Step into the 3D Photo Booth for a few minutes and get a 3D scan of your face, and the folks at MakerBot will use their 3D printers to create a precise 3D plastic model of a head with your face on it. The plastic heads go for $20, $40, or $60, depending on the size of the head (and your ego).
The 3D Photo Booth, developed with ShapeShot technology from Baltimore-based Direct Dimensions, costs $5 per scan, and the resulting file can be further edited before being submitted for head creation.
At the opening of MakerBot’s new retail store at 298 Mulberry St. in Manhattan’s trendy NoHo district, MakerBot Founder Bre Pettis said the store was designed to introduce the public to the possibilities of 3D printing, a technology that has vastly reduced the cost of rendering nebulous concepts and ideas into working prototypes and models.
The in-store collection of 3D-printed products ranged from simple Christmas tree ornaments to complex, multi-level doll houses with intricate detail and mini furniture also created by MakerBot’s 3D printers.
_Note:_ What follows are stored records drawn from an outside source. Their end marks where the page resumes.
//! Data model types for the manga catalog.
//!
//! These are plain records: authors, works, and the rows shown in the
//! works listing. Persistence lives in `mangaworld-db`.

use std::fmt;

use serde::{Deserialize, Serialize};

// ── Identifiers ─────────────────────────────────────────────────────────────

/// Database-assigned author identifier (`auteur.id_auteur`).
#[derive(Debug, Clone, Copy, PartialEq, Eq, Hash, PartialOrd, Ord, Serialize, Deserialize)]
#[serde(transparent)]
pub struct AuthorId(pub i64);

/// Database-assigned work identifier (`oeuvre.id_oeuvre`).
#[derive(Debug, Clone, Copy, PartialEq, Eq, Hash, PartialOrd, Ord, Serialize, Deserialize)]
#[serde(transparent)]
pub struct WorkId(pub i64);

impl fmt::Display for AuthorId {
    fn fmt(&self, f: &mut fmt::Formatter<'_>) -> fmt::Result {
        write!(f, "{}", self.0)
    }
}

impl fmt::Display for WorkId {
    fn fmt(&self, f: &mut fmt::Formatter<'_>) -> fmt::Result {
        write!(f, "{}", self.0)
    }
}

// ── Author ──────────────────────────────────────────────────────────────────

/// A stored author. `(first_name, last_name)` is unique across the catalog.
#[derive(Debug, Clone, PartialEq, Eq, Serialize, Deserialize)]
pub struct Author {
    pub id: AuthorId,
    pub first_name: String,
    pub last_name: String,
}

impl Author {
    /// "First Last", as shown in the author picker of the work form.
    pub fn display_name(&self) -> String {
        format!("{} {}", self.first_name, self.last_name)
    }

    /// Two author records refer to the same row when their ids match,
    /// regardless of whether one of them holds stale names.
    pub fn same_as(&self, other: &Author) -> bool {
        self.id == other.id
    }
}

impl fmt::Display for Author {
    fn fmt(&self, f: &mut fmt::Formatter<'_>) -> fmt::Result {
        write!(f, "{} {}", self.first_name, self.last_name)
    }
}

// ── Work ────────────────────────────────────────────────────────────────────

/// A stored work. `(title, author_id)` is unique across the catalog.
#[derive(Debug, Clone, PartialEq, Eq, Serialize, Deserialize)]
pub struct Work {
    pub id: WorkId,
    pub title: String,
    pub author_id: AuthorId,
}

/// One row of the works listing: the work plus its author's display name.
///
/// `author_name` is `None` when the author row could not be resolved.
#[derive(Debug, Clone, PartialEq, Eq, Serialize, Deserialize)]
pub struct WorkListing {
    pub work: Work,
    pub author_name: Option<String>,
}

impl WorkListing {
    /// Label used for the author column, falling back to "Unknown".
    pub fn author_label(&self) -> &str {
        self.author_name.as_deref().unwrap_or("Unknown")
    }
}

/// An author together with the number of works it owns.
#[derive(Debug, Clone, PartialEq, Eq, Serialize, Deserialize)]
pub struct AuthorListing {
    pub author: Author,
    pub work_count: u64,
}

impl AuthorListing {
    /// Whether the deletion guard would refuse to remove this author.
    pub fn is_referenced(&self) -> bool {
        self.work_count > 0
    }
}

#[cfg(test)]
mod tests {
    use super::*;

    fn jean() -> Author {
        Author {
            id: AuthorId(1),
            first_name: "Jean".to_string(),
            last_name: "Dupont".to_string(),
        }
    }

    #[test]
    fn display_name_joins_first_and_last() {
        assert_eq!(jean().display_name(), "Jean Dupont");
        assert_eq!(jean().to_string(), "Jean Dupont");
    }

    #[test]
    fn same_as_compares_ids_only() {
        let mut renamed = jean();
        renamed.last_name = "Durand".to_string();
        assert!(jean().same_as(&renamed));
        assert_ne!(jean(), renamed);

        let other = Author {
            id: AuthorId(2),
            ..jean()
        };
        assert!(!jean().same_as(&other));
    }

    #[test]
    fn missing_author_label_is_unknown() {
        let listing = WorkListing {
            work: Work {
                id: WorkId(7),
                title: "Manga A".to_string(),
                author_id: AuthorId(99),
            },
            author_name: None,
        };
        assert_eq!(listing.author_label(), "Unknown");
    }

    #[test]
    fn referenced_when_owning_works() {
        let listing = AuthorListing {
            author: jean(),
            work_count: 0,
        };
        assert!(!listing.is_referenced());
        let listing = AuthorListing {
            work_count: 2,
            ..listing
        };
        assert!(listing.is_referenced());
    }
}
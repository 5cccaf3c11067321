use thiserror::Error;

/// Errors raised outside of catalog operations: startup and settings I/O.
#[derive(Debug, Error)]
pub enum GuiError {
    /// I/O error
    #[error("{0}")]
    Io(#[from] std::io::Error),

    /// Settings could not be serialized
    #[error("Settings error: {0}")]
    Settings(#[from] toml::ser::Error),

    /// Could not determine where to store settings
    #[error("Config error: {0}")]
    Config(String),

    /// The catalog database could not be opened
    #[error("Database error: {0}")]
    Database(#[from] mangaworld_db::SchemaError),
}

impl GuiError {
    pub fn config(msg: impl Into<String>) -> Self {
        Self::Config(msg.into())
    }
}
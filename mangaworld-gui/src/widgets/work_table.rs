use egui_extras::{Column, TableBuilder};
use mangaworld_catalog::WorkListing;

use crate::state::{PendingDelete, UiAction};

/// Render the work table with inline Edit and Delete buttons.
pub fn show(ui: &mut egui::Ui, works: &[WorkListing], actions: &mut Vec<UiAction>) {
    let available_height = ui.available_height();
    let row_height = ui.spacing().interact_size.y + 4.0;

    let table = TableBuilder::new(ui)
        .striped(true)
        .resizable(true)
        .cell_layout(egui::Layout::left_to_right(egui::Align::Center))
        .column(Column::exact(50.0)) // ID
        .column(Column::initial(260.0).at_least(100.0)) // Title
        .column(Column::initial(200.0).at_least(80.0)) // Author
        .column(Column::exact(60.0)) // Edit
        .column(Column::exact(70.0)) // Delete
        .min_scrolled_height(0.0)
        .max_scroll_height(available_height);

    table
        .header(20.0, |mut header| {
            for title in ["ID", "Title", "Author", "", ""] {
                header.col(|ui| {
                    ui.strong(title);
                });
            }
        })
        .body(|body| {
            body.rows(row_height, works.len(), |mut row| {
                let listing = &works[row.index()];
                let work = &listing.work;

                row.col(|ui| {
                    ui.label(work.id.to_string());
                });
                row.col(|ui| {
                    ui.label(&work.title);
                });
                row.col(|ui| {
                    if listing.author_name.is_some() {
                        ui.label(listing.author_label());
                    } else {
                        ui.weak(listing.author_label());
                    }
                });
                row.col(|ui| {
                    if ui.button("Edit").clicked() {
                        actions.push(UiAction::OpenWorkForm(Some(work.id)));
                    }
                });
                row.col(|ui| {
                    if ui.button("Delete").clicked() {
                        actions.push(UiAction::RequestDelete(PendingDelete::Work {
                            id: work.id,
                            label: work.title.clone(),
                        }));
                    }
                });
            });
        });
}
Pettis explained that the 3D printing technology MakerBot's products use lays down layers of plastic so microscopically thin that you can create items with moving parts, such as model cars with rolling wheels or flexible bracelets. The PLA bioplastic used cools quickly after it’s laid down; thus finished objects are safe to touch, he said. Pettis said almost any small item that can be conceived with professional or consumer-grade 3D design software—or MakerBot’s free MakerWare beta software for PC, Mac, and Ubuntu Linux—can be printed in durable plastic by MakerBot’s 3D printers.
At the new store, a few MakerBot Replicator 2 Desktop 3D Printers, which look like large aquariums with machinery inside, printed small jewelry items from scratch in a few minutes. You can purchase the $2,199 replicator, which has a “resolution capability” of as thin as 100 microns, at the store: It uses one-kilo spools of PLA renewable bioplastic plastic, which come in various colors and sell for $48 each.
Brooklyn-based MakerBot claims that it now has about a quarter of the world 3D printer market.